As previously reported here, California employers should gear up for additional legal requirements beginning next year including the following regarding compensation and classification of employees:
Senate Bill 459: Penalties for Misclassification of Employees as Independent Contractors (Effective Jan. 1, 2012): Take note of SB 459. During recent years, there has been nationwide scrutiny, at both the federal and state levels, of employers suspected of intentionally and routinely misclassifying workers as independent contractors, rather than employees, in order to cut costs. It is not surprising federal and state governments have made this a focus issue given that misclassification decreases income and payroll tax revenues. Under SB 459, employers who engage in “willful misclassification” are subject to civil penalties. “Willful misclassification” is defined as “avoiding employee status for an individual by voluntarily and knowingly misclassifying the individual as an independent contractor.”
SB 459 also makes it unlawful for employers to charge a fee or deduct from the paychecks of misclassified individuals any fee or to make deductions from compensation for any reason (including for goods, materials, or space rental) unless doing so would be permitted were the employee properly classified.
The important part, of course, is the hammer. SB 459 authorizes the Labor and Workforce Development Agency (“LWDA”) to determine that an employer has violated the law. If a “willful misclassification” is found by the LWDA or a court, the law creates a civil monetary penalty range of not less than $5,000 and not more than $15,000 per violation, in addition to any other fines or penalties permitted by law. Similarly, if either the LWDA or court determines that an employer has engaged in a pattern or practice of willful misclassification, civil penalties of not less than $10,000 and not more than $25,000 may be assessed for each violation, in addition to other penalties and fines permitted by law. Employers found to violate the law must display a notice prominently for one year on their websites or in an area generally accessible to employees or the public stating that: (1) it committed a serious violation of the law by engaging in willful misclassification of employees; (2) it has changed its business practices to avoid committing similar violations; (3) the notice is pursuant to court order; and; (4) that any employee who believes that he or she is being misclassified as an independent contractor may contact the LWDA.
Finally, if an employer violates the law and is a licensed contractor pursuant to the Contractors’ State License Law, the LWDA or court shall transmit a certified copy of the order to the Contractors’ State License Board which must initiate disciplinary action against a licensee.
The law does not stop there: it also imposes joint and several liability upon any person who, for money or anything else of value, knowingly advises an employer to treat an individual as an independent contractor to avoid employee status where that individual is later found to be an employee. Employees who provide advice to their employers and attorneys providing counsel and advice are excluded from the new provision.
The penalties under the law are very severe. Employers are advised to conduct an audit of those individuals they have classified as independent contractors.
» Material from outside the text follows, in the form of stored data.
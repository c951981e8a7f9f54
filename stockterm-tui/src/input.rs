//! Keyboard input dispatch: overlays then global keys then panel-specific handlers.

use crossterm::event::{KeyCode, KeyEvent, KeyEventKind, KeyModifiers};

use stockterm_runner::Command;

use crate::app::{
    parse_export_format, parse_quantity, resolve_symbol, AppState, ErrorCategory, Overlay, Panel,
    Prompt, PromptKind, Request,
};

pub fn handle_key(app: &mut AppState, key: KeyEvent) {
    // Only handle key press events (Windows sends both Press and Release).
    if key.kind != KeyEventKind::Press {
        return;
    }
    if key.modifiers.contains(KeyModifiers::CONTROL) && key.code == KeyCode::Char('c') {
        app.running = false;
        return;
    }

    // 1. Overlays consume input first.
    match &mut app.overlay {
        Overlay::None => {}
        Overlay::Welcome | Overlay::Sessions(_) => {
            app.overlay = Overlay::None;
            return;
        }
        Overlay::ErrorHistory => {
            handle_error_overlay(app, key);
            return;
        }
        Overlay::Prompt(prompt) => {
            match key.code {
                KeyCode::Esc => app.overlay = Overlay::None,
                KeyCode::Enter => {
                    let prompt = prompt.clone();
                    app.overlay = Overlay::None;
                    submit_prompt(app, prompt);
                }
                KeyCode::Backspace => {
                    prompt.input.pop();
                }
                KeyCode::Char(c) => prompt.input.push(c),
                _ => {}
            }
            return;
        }
    }

    // 2. Global keys.
    match key.code {
        KeyCode::Char('q') => app.running = false,
        KeyCode::Char(c @ '1'..='7') => {
            if let Some(panel) = Panel::from_index(c as usize - '1' as usize) {
                app.active_panel = panel;
            }
        }
        KeyCode::Tab => app.active_panel = app.active_panel.next(),
        KeyCode::BackTab => app.active_panel = app.active_panel.prev(),

        KeyCode::Char('b') => open_symbol_prompt(app, PromptKind::BuySymbol),
        KeyCode::Char('s') => open_symbol_prompt(app, PromptKind::SellSymbol),
        KeyCode::Char('a') => app.overlay = Overlay::Prompt(Prompt::new(PromptKind::AddPlayer)),
        KeyCode::Char('w') => {
            let names = app
                .snapshot
                .as_ref()
                .map(|s| {
                    s.market
                        .players()
                        .iter()
                        .map(|p| p.name.as_str())
                        .collect::<Vec<_>>()
                        .join(", ")
                })
                .unwrap_or_default();
            if names.is_empty() {
                app.set_warning("No players yet. Press 'a' to add one.");
            } else {
                app.overlay = Overlay::Prompt(
                    Prompt::new(PromptKind::SwitchPlayer).with_hint(format!("Players: {names}")),
                );
            }
        }
        KeyCode::Char('e') => {
            if current_player_name(app).is_none() {
                app.set_warning("No active player to export.");
            } else {
                app.overlay = Overlay::Prompt(Prompt::new(PromptKind::ExportFormat));
            }
        }

        KeyCode::Char('n') => {
            app.active_panel = Panel::News;
            app.news_scroll = 0;
            app.request(Command::MarkAllRead);
        }
        KeyCode::Char('m') => app.active_panel = Panel::Market,
        KeyCode::Char('p') => app.active_panel = Panel::Portfolio,
        KeyCode::Char('t') => app.active_panel = Panel::Analysis,
        KeyCode::Char('c') => app.active_panel = Panel::Chart,
        KeyCode::Char('l') => app.active_panel = Panel::Leaderboard,
        KeyCode::Char('?') => app.active_panel = Panel::Help,

        KeyCode::Char('r') => app.requests.push(Request::TogglePriceUpdates),
        KeyCode::Char('f') => {
            app.request(Command::RefreshNews);
            app.set_status("Refreshing news...");
        }
        KeyCode::Char('g') => app.request(Command::GenerateNews),

        KeyCode::Char('S') => app.request(Command::Save),
        KeyCode::Char('v') => app.overlay = Overlay::Prompt(Prompt::new(PromptKind::SaveSession)),
        KeyCode::Char('o') => app.overlay = Overlay::Prompt(Prompt::new(PromptKind::LoadSession)),
        KeyCode::Char('x') => {
            app.overlay = Overlay::Prompt(Prompt::new(PromptKind::DeleteSession))
        }
        KeyCode::Char('L') => app.request(Command::ListSessions),
        KeyCode::Char('B') => app.request(Command::Backup),
        KeyCode::Char('E') => {
            app.error_scroll = 0;
            app.overlay = Overlay::ErrorHistory;
        }

        _ => handle_panel_key(app, key),
    }
}

fn handle_panel_key(app: &mut AppState, key: KeyEvent) {
    match app.active_panel {
        Panel::News => match key.code {
            KeyCode::Char('j') | KeyCode::Down => {
                let len = app.snapshot.as_ref().map(|s| s.feed.len()).unwrap_or(0);
                if app.news_scroll + 1 < len {
                    app.news_scroll += 1;
                }
            }
            KeyCode::Char('k') | KeyCode::Up => {
                app.news_scroll = app.news_scroll.saturating_sub(1);
            }
            _ => {}
        },
        _ => match key.code {
            KeyCode::Char('j') | KeyCode::Down => {
                if app.cursor + 1 < app.stocks().len() {
                    app.cursor += 1;
                }
            }
            KeyCode::Char('k') | KeyCode::Up => {
                app.cursor = app.cursor.saturating_sub(1);
            }
            _ => {}
        },
    }
}

fn handle_error_overlay(app: &mut AppState, key: KeyEvent) {
    match key.code {
        KeyCode::Esc | KeyCode::Char('q') | KeyCode::Char('E') => {
            app.overlay = Overlay::None;
        }
        KeyCode::Char('j') | KeyCode::Down => {
            if app.error_scroll + 1 < app.error_history.len() {
                app.error_scroll += 1;
            }
        }
        KeyCode::Char('k') | KeyCode::Up => {
            app.error_scroll = app.error_scroll.saturating_sub(1);
        }
        _ => {}
    }
}

fn current_player_name(app: &AppState) -> Option<&str> {
    app.snapshot
        .as_ref()
        .and_then(|s| s.market.current_player())
        .map(|p| p.name.as_str())
}

fn open_symbol_prompt(app: &mut AppState, kind: PromptKind) {
    if current_player_name(app).is_none() {
        app.set_warning("No active player. Press 'a' to add one.");
        return;
    }
    let hint = app
        .selected_stock()
        .map(|s| format!("Enter for selected: {} (${:.2})", s.symbol, s.price()));
    let mut prompt = Prompt::new(kind);
    prompt.hint = hint;
    app.overlay = Overlay::Prompt(prompt);
}

/// Symbol from prompt input; empty input means the highlighted row.
fn prompt_symbol(app: &mut AppState, input: &str) -> Option<String> {
    let symbol = if input.trim().is_empty() {
        app.selected_stock().map(|s| s.symbol.clone())
    } else {
        resolve_symbol(input, app.stocks())
    };
    if symbol.is_none() {
        app.push_error(ErrorCategory::Trade, format!("Unknown stock '{}'", input.trim()));
    }
    symbol
}

fn submit_prompt(app: &mut AppState, prompt: Prompt) {
    let input = prompt.input.trim().to_string();
    match prompt.kind {
        PromptKind::BuySymbol => {
            let Some(symbol) = prompt_symbol(app, &input) else {
                return;
            };
            let hint = trade_limits(app, &symbol).map(|(price, max, _)| {
                format!("Price ${price:.2} | max affordable: {max}")
            });
            let mut next = Prompt::new(PromptKind::BuyQuantity { symbol });
            next.hint = hint;
            app.overlay = Overlay::Prompt(next);
        }
        PromptKind::SellSymbol => {
            let Some(symbol) = prompt_symbol(app, &input) else {
                return;
            };
            let held = trade_limits(app, &symbol).map(|(_, _, held)| held).unwrap_or(0);
            if held == 0 {
                app.set_warning(format!("You don't own any {symbol}"));
                return;
            }
            app.overlay = Overlay::Prompt(
                Prompt::new(PromptKind::SellQuantity { symbol }).with_hint(format!("Held: {held}")),
            );
        }
        PromptKind::BuyQuantity { symbol } => {
            let max = trade_limits(app, &symbol).map(|(_, max, _)| max).unwrap_or(0);
            match parse_quantity(&input, max) {
                Some(quantity) => app.request(Command::Buy { symbol, quantity }),
                None => app.push_error(ErrorCategory::Trade, format!("Invalid quantity '{input}'")),
            }
        }
        PromptKind::SellQuantity { symbol } => {
            let held = trade_limits(app, &symbol).map(|(_, _, held)| held).unwrap_or(0);
            match parse_quantity(&input, held) {
                Some(quantity) => app.request(Command::Sell { symbol, quantity }),
                None => app.push_error(ErrorCategory::Trade, format!("Invalid quantity '{input}'")),
            }
        }
        PromptKind::ExportFormat => match parse_export_format(&input) {
            Some(format) => app.request(Command::Export(format)),
            None => app.set_warning(format!("Unknown export format '{input}'")),
        },
        kind => {
            if input.is_empty() {
                app.set_warning("Name cannot be empty");
                return;
            }
            let command = match kind {
                PromptKind::AddPlayer => Command::AddPlayer(input),
                PromptKind::SwitchPlayer => Command::SwitchPlayer(input),
                PromptKind::SaveSession => Command::SaveSession(input),
                PromptKind::LoadSession => Command::LoadSession(input),
                _ => Command::DeleteSession(input),
            };
            app.request(command);
        }
    }
}

/// (price, max affordable, held) for the current player and `symbol`.
fn trade_limits(app: &AppState, symbol: &str) -> Option<(f64, u64, u64)> {
    let market = &app.snapshot.as_ref()?.market;
    let stock = market.stock(symbol)?;
    let player = market.current_player()?;
    Some((stock.price(), player.max_affordable(stock), player.quantity_of(symbol)))
}

#[cfg(test)]
mod tests {
    use super::*;
    use crossterm::event::KeyEventState;
    use stockterm_core::market::Market;
    use stockterm_core::news::NewsFeed;
    use stockterm_runner::Snapshot;

    fn press(code: KeyCode) -> KeyEvent {
        KeyEvent {
            code,
            modifiers: KeyModifiers::NONE,
            kind: KeyEventKind::Press,
            state: KeyEventState::NONE,
        }
    }

    fn type_str(app: &mut AppState, s: &str) {
        for c in s.chars() {
            handle_key(app, press(KeyCode::Char(c)));
        }
    }

    fn app_with_player() -> AppState {
        let mut market = Market::default();
        market.add_player("ada");
        let mut app = AppState::new();
        app.overlay = Overlay::None;
        app.apply_snapshot(Snapshot {
            market,
            feed: NewsFeed::default(),
            price_updates: true,
            fetching_news: false,
            seed: 1,
        });
        app
    }

    #[test]
    fn welcome_dismisses_on_any_key() {
        let mut app = AppState::new();
        handle_key(&mut app, press(KeyCode::Char('x')));
        assert_eq!(app.overlay, Overlay::None);
        assert!(app.running);
    }

    #[test]
    fn buy_flow_by_row_number() {
        let mut app = app_with_player();
        handle_key(&mut app, press(KeyCode::Char('b')));
        type_str(&mut app, "3");
        handle_key(&mut app, press(KeyCode::Enter));
        match &app.overlay {
            Overlay::Prompt(p) => {
                assert_eq!(p.kind, PromptKind::BuyQuantity { symbol: "MSFT".into() });
                assert!(p.hint.as_deref().unwrap().contains("max affordable: 33"));
            }
            other => panic!("expected quantity prompt, got {other:?}"),
        }
        type_str(&mut app, "5");
        handle_key(&mut app, press(KeyCode::Enter));
        assert_eq!(
            app.requests,
            vec![Request::Engine(Command::Buy {
                symbol: "MSFT".into(),
                quantity: 5
            })]
        );
    }

    #[test]
    fn buy_with_empty_symbol_uses_selection() {
        let mut app = app_with_player();
        handle_key(&mut app, press(KeyCode::Down));
        handle_key(&mut app, press(KeyCode::Char('b')));
        handle_key(&mut app, press(KeyCode::Enter));
        type_str(&mut app, "max");
        handle_key(&mut app, press(KeyCode::Enter));
        // GOOGL at 2800 from 10000 cash.
        assert_eq!(
            app.requests,
            vec![Request::Engine(Command::Buy {
                symbol: "GOOGL".into(),
                quantity: 3
            })]
        );
    }

    #[test]
    fn sell_without_holdings_warns() {
        let mut app = app_with_player();
        handle_key(&mut app, press(KeyCode::Char('s')));
        type_str(&mut app, "aapl");
        handle_key(&mut app, press(KeyCode::Enter));
        assert_eq!(app.overlay, Overlay::None);
        assert!(app.requests.is_empty());
        assert!(app.status_message.as_ref().unwrap().0.contains("AAPL"));
    }

    #[test]
    fn unknown_symbol_is_recorded() {
        let mut app = app_with_player();
        handle_key(&mut app, press(KeyCode::Char('b')));
        type_str(&mut app, "nope");
        handle_key(&mut app, press(KeyCode::Enter));
        assert_eq!(app.error_history.len(), 1);
        assert!(app.requests.is_empty());
    }

    #[test]
    fn trading_requires_a_player() {
        let mut app = AppState::new();
        app.overlay = Overlay::None;
        handle_key(&mut app, press(KeyCode::Char('b')));
        assert_eq!(app.overlay, Overlay::None);
    }

    #[test]
    fn add_player_and_toggle() {
        let mut app = AppState::new();
        app.overlay = Overlay::None;
        handle_key(&mut app, press(KeyCode::Char('a')));
        type_str(&mut app, "grace");
        handle_key(&mut app, press(KeyCode::Enter));
        handle_key(&mut app, press(KeyCode::Char('r')));
        assert_eq!(
            app.requests,
            vec![
                Request::Engine(Command::AddPlayer("grace".into())),
                Request::TogglePriceUpdates,
            ]
        );
    }

    #[test]
    fn escape_cancels_prompt() {
        let mut app = app_with_player();
        handle_key(&mut app, press(KeyCode::Char('v')));
        type_str(&mut app, "abc");
        handle_key(&mut app, press(KeyCode::Esc));
        assert_eq!(app.overlay, Overlay::None);
        assert!(app.requests.is_empty());
    }

    #[test]
    fn digits_switch_panels_and_q_quits() {
        let mut app = app_with_player();
        handle_key(&mut app, press(KeyCode::Char('3')));
        assert_eq!(app.active_panel, Panel::News);
        handle_key(&mut app, press(KeyCode::Tab));
        assert_eq!(app.active_panel, Panel::Analysis);
        handle_key(&mut app, press(KeyCode::Char('q')));
        assert!(!app.running);
    }
}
Assembly Bill 1396: Written Commission Agreements (Effective Jan. 1, 2013): Under AB 1396, if an employer and employee enter into a contract of employment, whereby services are to be performed within California and the method of payment to the employee includes commissions, the commission agreement must be in writing. The agreement must set forth the method by which commissions will be computed and paid, and it must be signed by the employee. Employers without written commission agreements should start acting now to reduce their practices into writing. Employers with written commission agreements should review their content for compliance with AB 1396.
Assembly Bill 469: “Wage Theft Prevention Act of 2011” (Effective Jan. 1, 2012): California employers currently must post specified wage and hour information in a conspicuous location for employees to see it. A copycat of a recent New York law, under new AB 469, employers must now provide newly hired non-exempt employees with certain documentation, at hiring, that states: the rate and basis of employee pay (including overtime rates); whether pay is hourly, by shift, salary, commission, or otherwise; whether allowances are claimed as part of minimum wage; the designated payday; the employer’s name (including d/b/a’s); employer’s physical address and mailing address if different; contact information for the employer’s worker’s compensation carrier. The employer must notify each employee in writing of any changes to the information in the notice within seven (7) calendar days of the changes unless the changes are set forth in another writing within the same time period (for instance in written wage statements). We can expect the Labor Commissioner will provide a disclosure template that employers may follow. The bill also provides new penalties for noncompliance, for instance: in addition to civil penalties, employers who violate the minimum wage law are liable for restitution of wages paid to the affected employee; it is a misdemeanor to willfully violate wage statutes or orders or to willfully fail to pay a court judgment or final order of the Labor Commission for wages due; employees may recover attorneys’ fees and costs incurred to enforce a judgment for unpaid wages. Moreover, the statute of limitations for the Division of labor Standards Enforcement (“DLSE”) to commence any collection action for statutory penalties or fees is increased from one year to three years.
Finally, AB 469 creates new document retention requirements and requires employers to maintain payroll records for three years (versus the prior two years). It also forbids employers from prohibiting employees from maintaining personal records of hours worked or piece-rate units earned.
Other Non-Legislative Key Updates: Increase in Hourly Rates for Employees to Qualify for Overtime Exemption (Effective Jan. 1, 2012): Under California law, certain computer software employees, and also licensed physicians and surgeons, are exempt from state overtime requirements if they receive a minimum hourly, monthly or yearly rate. The rate is determined annually based upon changes to the California Consumer Price Index for Urban Wage Earners and Clerical Workers. The DLSE has adjusted the rates these individuals must be paid to be considered exempt. For computer professionals, there is a 95-cent increase, from $37.94 to $38.89 per hour (translating into a monthly rate increases from $6,587.50 to $6,752.19 and an annual salary increase from $79,050 to $81,026.25 per year). For licensed physicians and surgeons, the DLSE announced a $1.73 increase in the hourly rate for licensed physicians and surgeons, from $69.13 to $70.86 per hour.